** Opening MATERIALS PROVIDED block **

//! Anamnesis (clinical intake) document models.
//!
//! The document is stored as a single JSON value in `clinical_records.content`.
//! Field names on the wire are the ones the clinic's records were first
//! written with, so existing rows keep deserializing.

use std::collections::BTreeMap;
use std::fmt;
use std::str::FromStr;

use serde::{Deserialize, Serialize};

/// A yes/no medical condition asked on the intake form.
#[derive(Debug, Clone, Copy, PartialEq, Eq)]
pub struct MedicalCondition {
    /// Key stored in `avaliacaoMedica`
    pub id: &'static str,
    /// Question shown to the patient
    pub label: &'static str,
}

/// The fixed checklist, in display order.
pub const MEDICAL_CONDITIONS: [MedicalCondition; 25] = [
    MedicalCondition { id: "tratamento_medico", label: "Tratamento médico?" },
    MedicalCondition { id: "cirurgia_recente", label: "Cirurgia recente?" },
    MedicalCondition { id: "problema_pele", label: "Problema de pele?" },
    MedicalCondition { id: "doenca_infectocontagiosa", label: "Doença infectocontagiosa?" },
    MedicalCondition { id: "cancer", label: "Câncer?" },
    MedicalCondition { id: "disturbio_circulatorio", label: "Distúrbio circulatório?" },
    MedicalCondition { id: "uso_drogas", label: "Uso de drogas?" },
    MedicalCondition { id: "efeito_alcool", label: "Sob efeito de álcool?" },
    MedicalCondition { id: "dormiu_ontem", label: "Dormiu bem ontem?" },
    MedicalCondition { id: "em_jejum", label: "Em jejum?" },
    MedicalCondition { id: "anemia", label: "Anemia?" },
    MedicalCondition { id: "queloide", label: "Quelóide?" },
    MedicalCondition { id: "vitiligo", label: "Vitiligo?" },
    MedicalCondition { id: "diabetes", label: "Diabetes?" },
    MedicalCondition { id: "alergia_medicamentos", label: "Alergia a medicamentos?" },
    MedicalCondition { id: "depressao_ansiedade", label: "Depressão/ansiedade?" },
    MedicalCondition { id: "convulsoes_epilepsia", label: "Convulsões/epilepsia?" },
    MedicalCondition { id: "cardiopatia", label: "Cardiopatia?" },
    MedicalCondition { id: "hipertensao", label: "Hipertensão?" },
    MedicalCondition { id: "hipotensao", label: "Hipotensão?" },
    MedicalCondition { id: "marcapasso", label: "Marcapasso?" },
    MedicalCondition { id: "hemofilia", label: "Hemofilia?" },
    MedicalCondition { id: "hepatite", label: "Hepatite?" },
    MedicalCondition { id: "gestante", label: "Gestante?" },
    MedicalCondition { id: "amamentando", label: "Amamentando?" },
];

/// Look up a checklist entry by its stored key.
pub fn medical_condition(id: &str) -> Option<&'static MedicalCondition> {
    MEDICAL_CONDITIONS.iter().find(|c| c.id == id)
}

/// ABO/Rh blood type.
#[derive(Debug, Clone, Copy, PartialEq, Eq, Serialize, Deserialize)]
pub enum BloodType {
    #[serde(rename = "A+")]
    APositive,
    #[serde(rename = "A-")]
    ANegative,
    #[serde(rename = "B+")]
    BPositive,
    #[serde(rename = "B-")]
    BNegative,
    #[serde(rename = "AB+")]
    AbPositive,
    #[serde(rename = "AB-")]
    AbNegative,
    #[serde(rename = "O+")]
    OPositive,
    #[serde(rename = "O-")]
    ONegative,
}

impl BloodType {
    pub const ALL: [BloodType; 8] = [
        BloodType::APositive,
        BloodType::ANegative,
        BloodType::BPositive,
        BloodType::BNegative,
        BloodType::AbPositive,
        BloodType::AbNegative,
        BloodType::OPositive,
        BloodType::ONegative,
    ];

    pub fn as_str(self) -> &'static str {
        match self {
            BloodType::APositive => "A+",
            BloodType::ANegative => "A-",
            BloodType::BPositive => "B+",
            BloodType::BNegative => "B-",
            BloodType::AbPositive => "AB+",
            BloodType::AbNegative => "AB-",
            BloodType::OPositive => "O+",
            BloodType::ONegative => "O-",
        }
    }
}

impl fmt::Display for BloodType {
    fn fmt(&self, f: &mut fmt::Formatter<'_>) -> fmt::Result {
        f.write_str(self.as_str())
    }
}

impl FromStr for BloodType {
    type Err = String;

    fn from_str(s: &str) -> Result<Self, Self::Err> {
        let s = s.trim().to_uppercase();
        BloodType::ALL
            .into_iter()
            .find(|b| b.as_str() == s)
            .ok_or_else(|| format!("Unknown blood type: {}", s))
    }
}

/// How the patient found the clinic.
#[derive(Debug, Clone, Copy, PartialEq, Eq)]
pub enum ReferralSource {
    Instagram,
    Facebook,
    Google,
    Referral,
    WalkIn,
    Other,
}

impl ReferralSource {
    pub const ALL: [ReferralSource; 6] = [
        ReferralSource::Instagram,
        ReferralSource::Facebook,
        ReferralSource::Google,
        ReferralSource::Referral,
        ReferralSource::WalkIn,
        ReferralSource::Other,
    ];

    /// Stored key.
    pub fn as_str(self) -> &'static str {
        match self {
            ReferralSource::Instagram => "instagram",
            ReferralSource::Facebook => "facebook",
            ReferralSource::Google => "google",
            ReferralSource::Referral => "indicacao",
            ReferralSource::WalkIn => "passando_frente",
            ReferralSource::Other => "outro",
        }
    }

    /// Display label.
    pub fn label(self) -> &'static str {
        match self {
            ReferralSource::Instagram => "Instagram",
            ReferralSource::Facebook => "Facebook",
            ReferralSource::Google => "Google",
            ReferralSource::Referral => "Indicação",
            ReferralSource::WalkIn => "Passando em frente",
            ReferralSource::Other => "Outro",
        }
    }

    pub fn parse(s: &str) -> Option<Self> {
        ReferralSource::ALL.into_iter().find(|r| r.as_str() == s)
    }
}

/// Full anamnesis document.
#[derive(Debug, Clone, Default, Serialize, Deserialize, PartialEq)]
pub struct AnamnesisContent {
    #[serde(rename = "dadosPaciente")]
    pub patient: PatientSnapshot,
    #[serde(rename = "avaliacaoMedica", default)]
    pub medical: MedicalEvaluation,
    #[serde(rename = "tratamento", default)]
    pub treatment: Treatment,
    #[serde(rename = "assinatura", default)]
    pub signature: Signature,
}

/// Patient data as captured at intake time.
#[derive(Debug, Clone, Default, Serialize, Deserialize, PartialEq)]
pub struct PatientSnapshot {
    #[serde(rename = "nome", default)]
    pub name: String,
    #[serde(rename = "dataNascimento", default)]
    pub birth_date: Option<String>,
    #[serde(rename = "idade", default)]
    pub age: Option<i32>,
    #[serde(rename = "cpf", default)]
    pub document_id: Option<String>,
    #[serde(rename = "telefone", default)]
    pub phone: Option<String>,
    #[serde(rename = "email", default)]
    pub email: Option<String>,
    #[serde(rename = "comoConheceu", default)]
    pub referral_source: Option<String>,
}

/// Condition checklist plus blood type, stored as one flat object.
#[derive(Debug, Clone, Default, Serialize, Deserialize, PartialEq)]
pub struct MedicalEvaluation {
    #[serde(rename = "tipoSanguineo", default, skip_serializing_if = "Option::is_none")]
    pub blood_type: Option<String>,
    #[serde(flatten)]
    pub conditions: BTreeMap<String, bool>,
}

impl MedicalEvaluation {
    pub fn has(&self, id: &str) -> bool {
        self.conditions.get(id).copied().unwrap_or(false)
    }

    /// Checklist entries answered "yes", in checklist order.
    pub fn checked(&self) -> Vec<&'static MedicalCondition> {
        MEDICAL_CONDITIONS.iter().filter(|c| self.has(c.id)).collect()
    }
}

/// Treatment section.
#[derive(Debug, Clone, Default, Serialize, Deserialize, PartialEq)]
pub struct Treatment {
    #[serde(rename = "nomeProcedimento", default, skip_serializing_if = "Option::is_none")]
    pub procedure_name: Option<String>,
    /// Comma separated FDI codes, e.g. `"11, 21, 36"`
    #[serde(rename = "dentesSelec", default)]
    pub selected_teeth: String,
    #[serde(rename = "observacoes", default)]
    pub notes: String,
}

/// Signed declaration.
#[derive(Debug, Clone, Default, Serialize, Deserialize, PartialEq)]
pub struct Signature {
    #[serde(rename = "declaracaoAceita", default)]
    pub declaration_accepted: bool,
    #[serde(rename = "dataCriacao", default, skip_serializing_if = "Option::is_none")]
    pub created_at: Option<String>,
    #[serde(rename = "dataAtualizacao", default, skip_serializing_if = "Option::is_none")]
    pub updated_at: Option<String>,
}

/// Declaration text printed above the signature.
pub const DECLARATION_TEXT: &str = "Declaro que as informações acima prestadas são verdadeiras e assumo total responsabilidade pelas mesmas, estando ciente de que a omissão de qualquer informação pode comprometer o meu tratamento.";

** Closing MATERIALS PROVIDED block **

# BRIEF:
Return the lines above precisely as they appear, beginning at the first line and ending at the line with "the intake form.", and nothing after it.

# ANSWER TO THIS PROBLEM:
//! Anamnesis (clinical intake) document models.
//!
//! The document is stored as a single JSON value in `clinical_records.content`.
//! Field names on the wire are the ones the clinic's records were first
//! written with, so existing rows keep deserializing.

use std::collections::BTreeMap;
use std::fmt;
use std::str::FromStr;

use serde::{Deserialize, Serialize};

/// A yes/no medical condition asked on the intake form.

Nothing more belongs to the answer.